Bcl-xL Is a Potential New Therapeutic Target for PAH, Researchers Say
Mutations in the BMPR2 gene alter the ratio of pro- and anti-death signals in cells lining the blood vessels, promoting cells destined to die to escape, which in turn culminates in a build-up of cells in blood vessels and their subsequent blockage, leading to pulmonary arterial hypertension (PAH).
The factor mediating this resistance to cell death, called Bcl-xL, is thus a potential therapeutic target for PAH, researchers suggest.
The study reporting the findings, titled “BMPRII deficiency impairs apoptosis via the BMPRII-ALK1-BclX-mediated pathway in pulmonary arterial hypertension (PAH),” was published in the journal Human Molecular Genetics.
“PAH remains a challenging condition to manage, and the findings reported in the present work offer additional insights as to both the process of development of PAH and ways of monitoring the progression of the disease,” Richard Trembath, MD, Kings College London, U.K., and a study author, said in a press release.
Researchers at the University of Bradford, U.K. previously showed that loss-of-function mutations in the BMPR2 (bone morphogenetic protein type II receptor) gene are present in more than 80% of cases of familial and heritable PAH. Mutations are also found in around 40% of isolated PAH cases.
The faulty BMPR2 gene, researchers found, contributes to two steps of PAH development – uncontrolled proliferation of cells lining the arteries supplying blood to the lungs, and the resistance of damaged cells to undergo apoptosis (cell death), culminating in the blockage of blood vessels with these cells.
In 2012, researchers showed how BMPR2 drives the excessive proliferation of pulmonary arterial smooth muscle cells (PASMCs). Now, researchers investigated the mechanism behind how a faulty BMPR2 enhances the cells’ resistance to apoptosis in PAH.
“We wanted to find out why the cells are not dying, but instead were building up inside the wall of the pulmonary arteries. To do this, we needed to identify and investigate the proteins that are influenced by this gene,” said Talat Nasim, MD, of the Bradford’s School of Pharmacy and Medical Sciences, and the study’s lead author.
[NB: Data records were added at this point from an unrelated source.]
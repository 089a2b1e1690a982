//! Quadric surface algebra.
//!
//! A [`Quadric`] is the implicit second-degree surface
//!
//! ```text
//! A x² + B y² + C z² + 2D xy + 2E xz + 2F yz + 2G x + 2H y + 2I z + K = 0
//! ```
//!
//! stored as its 10 independent coefficients `[A B C D E F G H I K]`. The
//! equivalent symmetric 4×4 matrix in homogeneous coordinates is
//!
//! ```text
//! | A D E G |
//! | D B F H |
//! | E F C I |
//! | G H I K |
//! ```
//!
//! All transforms are pure and return a new quadric. Ray intersection lives in
//! [`intersect`] and ellipsoidal geodetic coordinates in [`geodetic`].

use nalgebra::{Matrix3, Matrix4, Rotation3, Vector3, Vector4};
use serde::{Deserialize, Serialize};

pub mod geodetic;
pub mod intersect;

pub use geodetic::{cartesian_to_geodetic, geodetic_to_cartesian, GeodeticCoordinate};
pub use intersect::{BoundingBox, Ray, Side};

/// Implicit second-degree surface in 10-coefficient form.
///
/// # Examples
///
/// ```rust
/// use nalgebra::Vector3;
/// use model_eye::quadric::Quadric;
///
/// let sphere = Quadric::unit_sphere()
///     .scale(&Vector3::new(2.0, 2.0, 2.0))
///     .translate(&Vector3::new(0.0, 0.0, 5.0));
/// assert!(sphere.evaluate(&Vector3::new(0.0, 0.0, 7.0)).abs() < 1e-12);
/// ```
#[derive(Debug, Clone, Copy, PartialEq, Serialize, Deserialize)]
pub struct Quadric {
    coefficients: [f64; 10],
}

impl Quadric {
    /// Creates a quadric from its coefficients `[A B C D E F G H I K]`.
    pub fn new(coefficients: [f64; 10]) -> Self {
        Quadric { coefficients }
    }

    /// Builds a quadric from a 4×4 matrix. Only the upper triangle is read,
    /// so non-symmetric input is symmetrised implicitly.
    pub fn from_matrix(m: &Matrix4<f64>) -> Self {
        Quadric {
            coefficients: [
                m[(0, 0)],
                m[(1, 1)],
                m[(2, 2)],
                m[(0, 1)],
                m[(0, 2)],
                m[(1, 2)],
                m[(0, 3)],
                m[(1, 3)],
                m[(2, 3)],
                m[(3, 3)],
            ],
        }
    }

    /// The unit sphere `x² + y² + z² − 1 = 0`.
    pub fn unit_sphere() -> Self {
        Quadric::new([1.0, 1.0, 1.0, 0.0, 0.0, 0.0, 0.0, 0.0, 0.0, -1.0])
    }

    /// The unit two-sheet hyperboloid `x² − y² − z² − 1 = 0`, opening along x.
    pub fn unit_two_sheet_hyperboloid() -> Self {
        Quadric::new([1.0, -1.0, -1.0, 0.0, 0.0, 0.0, 0.0, 0.0, 0.0, -1.0])
    }

    /// Axis-aligned ellipsoid with the given semi-axes, centred at `center`.
    pub fn ellipsoid(radii: &Vector3<f64>, center: &Vector3<f64>) -> Self {
        Quadric::unit_sphere().scale(radii).translate(center)
    }

    /// The plane `normal · x = offset`.
    ///
    /// This is a degenerate quadric (zero quadratic part); intersection falls
    /// back to the linear solution for it.
    pub fn plane(normal: &Vector3<f64>, offset: f64) -> Self {
        let n = normal.normalize();
        Quadric::new([
            0.0,
            0.0,
            0.0,
            0.0,
            0.0,
            0.0,
            0.5 * n.x,
            0.5 * n.y,
            0.5 * n.z,
            -offset,
        ])
    }

    pub fn coefficients(&self) -> &[f64; 10] {
        &self.coefficients
    }

    /// Returns the symmetric 4×4 matrix form.
    pub fn matrix(&self) -> Matrix4<f64> {
        let [a, b, c, d, e, f, g, h, i, k] = self.coefficients;
        Matrix4::new(a, d, e, g, d, b, f, h, e, f, c, i, g, h, i, k)
    }

    /// Upper-left 3×3 block (the quadratic part).
    pub fn quadratic_part(&self) -> Matrix3<f64> {
        let [a, b, c, d, e, f, ..] = self.coefficients;
        Matrix3::new(a, d, e, d, b, f, e, f, c)
    }

    /// Linear part `[G H I]`.
    pub fn linear_part(&self) -> Vector3<f64> {
        Vector3::new(
            self.coefficients[6],
            self.coefficients[7],
            self.coefficients[8],
        )
    }

    /// Scales the surface by `factors` along x, y and z.
    pub fn scale(&self, factors: &Vector3<f64>) -> Self {
        let inverse = Matrix4::from_diagonal(&Vector4::new(
            1.0 / factors.x,
            1.0 / factors.y,
            1.0 / factors.z,
            1.0,
        ));
        self.transformed(&inverse)
    }

    /// Rotates the surface about the origin. Angles are degrees about the x,
    /// y and z axes, composed as `Rz · Ry · Rx`.
    pub fn rotate(&self, euler_deg: &Vector3<f64>) -> Self {
        let rotation = euler_rotation(euler_deg);
        let mut inverse = Matrix4::identity();
        inverse
            .fixed_view_mut::<3, 3>(0, 0)
            .copy_from(&rotation.matrix().transpose());
        self.transformed(&inverse)
    }

    /// Translates the surface by `offset`.
    pub fn translate(&self, offset: &Vector3<f64>) -> Self {
        let mut inverse = Matrix4::identity();
        inverse.fixed_view_mut::<3, 1>(0, 3).copy_from(&(-offset));
        self.transformed(&inverse)
    }

    /// Applies the point transform whose inverse is `inverse`:
    /// `Q' = T⁻ᵀ Q T⁻¹`.
    fn transformed(&self, inverse: &Matrix4<f64>) -> Self {
        Quadric::from_matrix(&(inverse.transpose() * self.matrix() * inverse))
    }

    /// Value of the implicit function at `point`. Zero on the surface,
    /// negative inside a (positively normalised) ellipsoid.
    pub fn evaluate(&self, point: &Vector3<f64>) -> f64 {
        let h = point.push(1.0);
        h.dot(&(self.matrix() * h))
    }

    /// True where the implicit function is negative.
    pub fn is_inside(&self, point: &Vector3<f64>) -> bool {
        self.evaluate(point) < 0.0
    }

    /// Gradient of the implicit function at `point`.
    pub fn gradient(&self, point: &Vector3<f64>) -> Vector3<f64> {
        2.0 * (self.quadratic_part() * point + self.linear_part())
    }

    /// Unit surface normal at `point`, oriented against `incident` so that
    /// `normal · incident ≤ 0`. Returns `None` where the gradient vanishes.
    pub fn normal_at(&self, point: &Vector3<f64>, incident: &Vector3<f64>) -> Option<Vector3<f64>> {
        let gradient = self.gradient(point);
        let norm = gradient.norm();
        if !norm.is_finite() || norm < f64::EPSILON {
            return None;
        }
        let normal = gradient / norm;
        if normal.dot(incident) > 0.0 {
            Some(-normal)
        } else {
            Some(normal)
        }
    }

    /// True when every coefficient is finite.
    pub fn is_finite(&self) -> bool {
        self.coefficients.iter().all(|c| c.is_finite())
    }
}

/// Rotation matrix `Rz · Ry · Rx` from angles in degrees about x, y and z.
pub fn euler_rotation(euler_deg: &Vector3<f64>) -> Rotation3<f64> {
    Rotation3::from_euler_angles(
        euler_deg.x.to_radians(),
        euler_deg.y.to_radians(),
        euler_deg.z.to_radians(),
    )
}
The Bcl-x gene is a key regulator of apoptosis, and can generate a pro-apoptotic (Bcl-xS) and anti-apoptotic (Bcl-xL) protein, meaning one that promotes or prevents cell death.
Researchers first saw that patients with PAH carried high levels of the anti-apoptotic Bcl-xL transcript (the molecule that gives rise to proteins), while the pro-apoptotic Bcl-xS was reduced. This occurred in patients with and without mutations in the BMPR-II gene.
Then the team used a non-genetic PAH experimental model, the hypoxia-induced rat model of PAH, and confirmed that the animals had reduced levels of BMPR2 gene and higher levels of the anti-apoptotic Bcl-xL.
Also, PAH-PASMCs harboring a disease-linked BMPR2 mutation had higher levels of anti-apoptotic Bcl-xL, suggesting BMPR2 dysfunction might potentiate resistance to apoptosis.
Overall, the results suggested that measuring the ratio of Bcl-xL and Bcl-xS can help identify early stages of PAH. Moreover, Bcl-xL is a potential novel therapeutic target against PAH.
“This protein can be used as a biomarker for accurately identifying PAH in patients,” Nasim said. “This could help us diagnose PAH at an earlier stage, possibly leading to better treatment options for patients. We can also make other services available, such as genetic counseling, to help patients understand the disease and to identify those at risk of developing it.”
Nick Morrell, MD, from the University of Cambridge, and a study author, said: “This exciting work adds significantly to our understanding of how inherited forms of PAH are caused, and potentially offers a new way to diagnose the disease early. Early diagnosis and early treatment mean better outcomes for our patients.”
Nasim’s team has filed a patent for the biomarker, and is investigating its potential as a therapeutic target.